Pero más allá de estos acontecimientos, lo que el nuevo siglo ha dejado traslucir es la existencia de un numeroso grupo de personas que realizan su trabajo bajo un régimen de autonomía y se encuentran en situaciones de subalternidad y de precariedad en muchas ocasiones, desmintiendo por tanto la preconcepción que unía el trabajo por cuenta propia con un patrimonio suficiente y una capacidad de intervención real sobre el mercado en la venta de sus productos o servicios a cambio de un precio equitativo que garantizaba suficiencia económica de manera que su libertad de mercado garantizaba su seguridad en la existencia social. Esa es la clave de que tanto a nivel internacional como europeo se promueva la incorporación de derechos laborales básicos a la condición de autonomía, sin crear una nueva figura intermedia que los acoja. Esta es la orientación de la OIT en la Conferencia del centenario en el 2019 que hablaba de derechos fundamentales, salario mínimo, tiempo de trabajo y tutela de la salud y seguridad en el trabajo, y esta es también la perspectiva que defiende la Unión Europea, con especial énfasis en el reconocimiento a los trabajadores por cuenta propia del derecho a la negociación colectiva y por tanto exceptuándolos de las limitaciones derivadas del derecho de la competencia del art. 101 del Tratado, lo que se prevé para tres supuestos, personas que trabajan por cuenta propia sin asalariados económicamente dependientes, personas que trabajan por cuenta propia sin asalariados «codo con codo» con trabajadores y trabajadores por cuenta propia sin empleados que trabajan a través de plataformas digitales de trabajo. Una tendencia que necesariamente tiene que repercutir en la ampliación de los ámbitos de aplicación de los convenios colectivos laborales y que seguramente entrará en el debate académico pronto.

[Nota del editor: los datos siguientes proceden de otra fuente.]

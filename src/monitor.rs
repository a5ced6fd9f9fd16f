use crate::config::ConfigCache;
use crate::device::DeviceValidator;
use crate::recorder::Recorder;
use crate::state::Mode;
use std::sync::Arc;
use std::sync::atomic::{AtomicBool, Ordering};
use std::thread;
use std::time::Duration;

/// Background auto-record monitor: keeps the jack-watch daemon aligned with
/// the `auto_record` setting and tears recording down when the configured
/// device disappears (USB interface yanked mid-session).
#[derive(Debug)]
pub struct Monitor {
    recorder: Arc<Recorder>,
    config: Arc<ConfigCache>,
    validator: Arc<DeviceValidator>,
    /// Poll fast while something is recording...
    recording_interval: Duration,
    /// ...and slower while idle, to keep CPU use down on the Pi.
    idle_interval: Duration,
}

impl Monitor {
    pub fn new(
        recorder: Arc<Recorder>,
        config: Arc<ConfigCache>,
        validator: Arc<DeviceValidator>,
    ) -> Self {
        Self {
            recorder,
            config,
            validator,
            recording_interval: Duration::from_millis(500),
            idle_interval: Duration::from_secs(1),
        }
    }

    pub fn with_intervals(mut self, recording: Duration, idle: Duration) -> Self {
        self.recording_interval = recording;
        self.idle_interval = idle;
        self
    }

    /// One poll cycle. Factored out of the loop so the decision logic is
    /// testable without threads.
    pub fn poll_once(&self) {
        let mut config = self.config.load();
        let snapshot = self.recorder.read_state(true);
        let device_valid =
            !config.audio_device.is_empty() && self.validator.validate(&config.audio_device);

        if !device_valid {
            if config.auto_record {
                tracing::warn!(
                    device = %config.audio_device,
                    "audio device invalid, disabling auto-record"
                );
                config.auto_record = false;
                if let Err(err) = self.config.save(&config) {
                    tracing::warn!(error = %err, "cannot persist auto-record off");
                }
            }
            self.recorder.stop_jack_daemon();
            if snapshot.active {
                tracing::warn!("stopping recording: audio device no longer valid");
                self.recorder.stop();
            }
            return;
        }

        if config.auto_record {
            self.recorder.start_jack_daemon(&config.audio_device);
        } else {
            self.recorder.stop_jack_daemon();
            if snapshot.active && snapshot.mode == Some(Mode::Auto) {
                self.recorder.stop();
            }
        }
    }

    /// Runs the poll loop until `stop` is raised.
    pub fn run(&self, stop: &AtomicBool) {
        while !stop.load(Ordering::Relaxed) {
            self.poll_once();
            let interval = if self.recorder.read_state(true).active {
                self.recording_interval
            } else {
                self.idle_interval
            };
            thread::sleep(interval);
        }
    }

    pub fn spawn(self) -> MonitorHandle {
        let stop = Arc::new(AtomicBool::new(false));
        let stop_flag = Arc::clone(&stop);
        let join = thread::spawn(move || self.run(&stop_flag));
        MonitorHandle { stop, join }
    }
}

#[derive(Debug)]
pub struct MonitorHandle {
    stop: Arc<AtomicBool>,
    join: thread::JoinHandle<()>,
}

impl MonitorHandle {
    pub fn shutdown(self) {
        self.stop.store(true, Ordering::Relaxed);
        let _ = self.join.join();
    }
}
use clap::{Parser, Subcommand};
use std::path::PathBuf;

#[derive(Parser, Debug)]
#[command(name = "picorder", version, about = "Recording core for the picorder appliance")]
pub struct Cli {
    #[command(subcommand)]
    pub command: Option<Commands>,
}

#[derive(Subcommand, Debug)]
pub enum Commands {
    /// Run the recording daemon (worker + auto-record monitor).
    Run(RunArgs),
    /// Print the current recording status line.
    Status,
    /// List usable capture devices.
    Devices,
}

#[derive(Parser, Debug, Clone, Default)]
pub struct RunArgs {
    /// Where finished recordings land (default: ~/recordings).
    #[arg(long)]
    pub recording_dir: Option<PathBuf>,
    /// Where the jack-daemon marker files live (default: ~/.picorder).
    #[arg(long)]
    pub state_dir: Option<PathBuf>,
    /// Override the configured capture device for this run.
    #[arg(long)]
    pub device: Option<String>,
}
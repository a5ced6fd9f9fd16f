use crate::naming;
use crate::supervise::{pid_alive, send_signal};
use std::fs;
use std::path::{Path, PathBuf};
use std::thread;
use std::time::{Duration, SystemTime, UNIX_EPOCH};

const PID_MARKER: &str = ".recording_pid";
const FILE_MARKER: &str = ".recording_file";
const START_MARKER: &str = ".recording_start";

/// Reads the three marker files the jack-watch daemon leaves behind when it
/// autonomously starts a capture: a pid, a target filename, and a unix start
/// time. The daemon's capture process is not the one our session tracks, so
/// this view is folded into status queries independently of the store.
#[derive(Debug, Clone)]
pub struct JackWatch {
    state_dir: PathBuf,
}

impl JackWatch {
    pub fn new(state_dir: PathBuf) -> Self {
        Self { state_dir }
    }

    fn pid_path(&self) -> PathBuf {
        self.state_dir.join(PID_MARKER)
    }

    fn file_path(&self) -> PathBuf {
        self.state_dir.join(FILE_MARKER)
    }

    fn start_path(&self) -> PathBuf {
        self.state_dir.join(START_MARKER)
    }

    /// Is the daemon tracking a live recording? A start marker with a dead
    /// pid means the daemon crashed without cleanup; that desync self-heals
    /// here by deleting all three markers.
    pub fn check(&self) -> Option<SystemTime> {
        let started_at = self.read_start()?;
        let pid = self.read_pid()?;
        if pid_alive(pid) {
            Some(started_at)
        } else {
            tracing::warn!(pid, "jack-daemon markers point at a dead process, cleaning up");
            self.cleanup();
            None
        }
    }

    /// Stops the daemon's capture process, renames its file with the elapsed
    /// duration, and deletes the markers. The markers go unconditionally:
    /// stale markers are worse than a mis-named file.
    pub fn stop_and_rename(&self, settle: Duration) -> bool {
        let pid = self.read_pid();
        let started_at = self.read_start();
        let target = self.read_file();

        let Some(pid) = pid else {
            self.cleanup();
            return false;
        };
        send_signal(pid, libc::SIGTERM);
        thread::sleep(settle);

        if let (Some(target), Some(started_at)) = (target.as_deref(), started_at) {
            rename_with_elapsed(target, started_at);
        }
        self.cleanup();
        true
    }

    /// Removes all three marker files, ignoring ones already gone.
    pub fn cleanup(&self) {
        for path in [self.pid_path(), self.file_path(), self.start_path()] {
            if let Err(err) = fs::remove_file(&path) {
                if err.kind() != std::io::ErrorKind::NotFound {
                    tracing::warn!(path = %path.display(), error = %err, "cannot remove marker");
                }
            }
        }
    }

    fn read_pid(&self) -> Option<i32> {
        let raw = fs::read_to_string(self.pid_path()).ok()?;
        match raw.trim().parse() {
            Ok(pid) => Some(pid),
            Err(err) => {
                tracing::warn!(error = %err, "malformed pid marker");
                None
            }
        }
    }

    fn read_start(&self) -> Option<SystemTime> {
        let raw = fs::read_to_string(self.start_path()).ok()?;
        // The daemon script writes integer epoch seconds; accept fractional too.
        match raw.trim().parse::<f64>() {
            Ok(secs) if secs >= 0.0 => Some(UNIX_EPOCH + Duration::from_secs_f64(secs)),
            _ => {
                tracing::warn!(raw = raw.trim(), "malformed start-time marker");
                None
            }
        }
    }

    fn read_file(&self) -> Option<PathBuf> {
        let raw = fs::read_to_string(self.file_path()).ok()?;
        let trimmed = raw.trim();
        if trimmed.is_empty() {
            None
        } else {
            Some(PathBuf::from(trimmed))
        }
    }

    #[cfg(test)]
    pub fn write_markers(&self, pid: i32, target: &Path, started_at: SystemTime) {
        fs::create_dir_all(&self.state_dir).expect("create state dir");
        fs::write(self.pid_path(), format!("{pid}\n")).expect("write pid marker");
        fs::write(self.file_path(), format!("{}\n", target.display())).expect("write file marker");
        let secs = started_at
            .duration_since(UNIX_EPOCH)
            .expect("start after epoch")
            .as_secs();
        fs::write(self.start_path(), format!("{secs}\n")).expect("write start marker");
    }
}

fn rename_with_elapsed(target: &Path, started_at: SystemTime) {
    let elapsed = SystemTime::now()
        .duration_since(started_at)
        .unwrap_or_default()
        .as_secs();
    let Some(renamed) = naming::rename_for_duration(target, elapsed) else {
        return;
    };
    if !target.exists() {
        return;
    }
    if let Err(err) = fs::rename(target, &renamed) {
        tracing::warn!(
            from = %target.display(),
            to = %renamed.display(),
            error = %err,
            "cannot rename jack-daemon recording"
        );
    }
}

#[cfg(test)]
mod tests {
    use super::*;
    use std::process::Command;
    use tempfile::tempdir;

    #[test]
    fn check_reports_live_recording() {
        let dir = tempdir().expect("tempdir");
        let watch = JackWatch::new(dir.path().to_path_buf());
        let started = SystemTime::now() - Duration::from_secs(10);
        watch.write_markers(std::process::id() as i32, &dir.path().join("x.wav"), started);

        let seen = watch.check().expect("live markers");
        let elapsed = SystemTime::now()
            .duration_since(seen)
            .expect("start in the past")
            .as_secs();
        assert!((9..=11).contains(&elapsed), "elapsed {elapsed}");
    }

    #[test]
    fn check_self_heals_after_daemon_crash() {
        let dir = tempdir().expect("tempdir");
        let watch = JackWatch::new(dir.path().to_path_buf());
        watch.write_markers(2_000_000_000, &dir.path().join("x.wav"), SystemTime::now());

        assert!(watch.check().is_none());
        assert!(!dir.path().join(PID_MARKER).exists());
        assert!(!dir.path().join(FILE_MARKER).exists());
        assert!(!dir.path().join(START_MARKER).exists());
    }

    #[test]
    fn check_ignores_missing_markers() {
        let dir = tempdir().expect("tempdir");
        let watch = JackWatch::new(dir.path().to_path_buf());
        assert!(watch.check().is_none());
    }

    #[test]
    fn stop_and_rename_terminates_and_renames() {
        let dir = tempdir().expect("tempdir");
        let watch = JackWatch::new(dir.path().to_path_buf());
        let target = dir.path().join("recording_20240101_120000.wav");
        fs::write(&target, b"riff").expect("write wav");

        let mut child = Command::new("sleep").arg("30").spawn().expect("spawn sleep");
        let started = SystemTime::now() - Duration::from_secs(65);
        watch.write_markers(child.id() as i32, &target, started);

        assert!(watch.stop_and_rename(Duration::from_millis(50)));
        let _ = child.wait();

        assert!(!target.exists());
        // The settle delay can tip the elapsed count over by one second.
        let renamed_05 = dir.path().join("recording_20240101_120000_01m05s.wav");
        let renamed_06 = dir.path().join("recording_20240101_120000_01m06s.wav");
        assert!(
            renamed_05.exists() || renamed_06.exists(),
            "expected a duration-suffixed rename"
        );
        assert!(!dir.path().join(PID_MARKER).exists());
    }

    #[test]
    fn stop_without_pid_marker_reports_nothing() {
        let dir = tempdir().expect("tempdir");
        let watch = JackWatch::new(dir.path().to_path_buf());
        assert!(!watch.stop_and_rename(Duration::from_millis(10)));
    }
}
fn main() {
    if let Err(err) = picorder::run() {
        eprintln!("fatal: {err:#}");
        std::process::exit(1);
    }
}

Finalmente, esta tendencia al acercamiento del trabajo autónomo a los derechos laborales clásicos, individuales y colectivos, puede afectar también al campo de los derechos que recoja en su momento el futuro Estatuto del Trabajo prometido, en la línea de lo que hace la Carta dei diritti universali del lavoro que elaboró la CGIL italiana como un nuevo proyecto de estatuto de derechos de todas las trabajadoras y todos los trabajadores. Otro tema que exige un amplio debate.

1 comentario:

Anónimo dijo...

Los trabajadores autónomos más pobres podemos opinar?
Que en 2025 La Sra. Landáburu haya pactado con un gobierno de izquierdas que un autónomo con ingresos netos de 600e deba pagar 200€ de cotización.
Por una base de 653€, una baja por cáncer de 489€, una pensión futura que saldrá perjudicada porque es inminente el cómputo de toda la vida laboral, y esas bajas van a perjudicar el cálculo...
Por favor... no se puede hacer un doctorado y pactar lo contrario que se predica en el mismo.
Somos personas, tenemos familias, y queremos dignidad y que se nos trate como personas.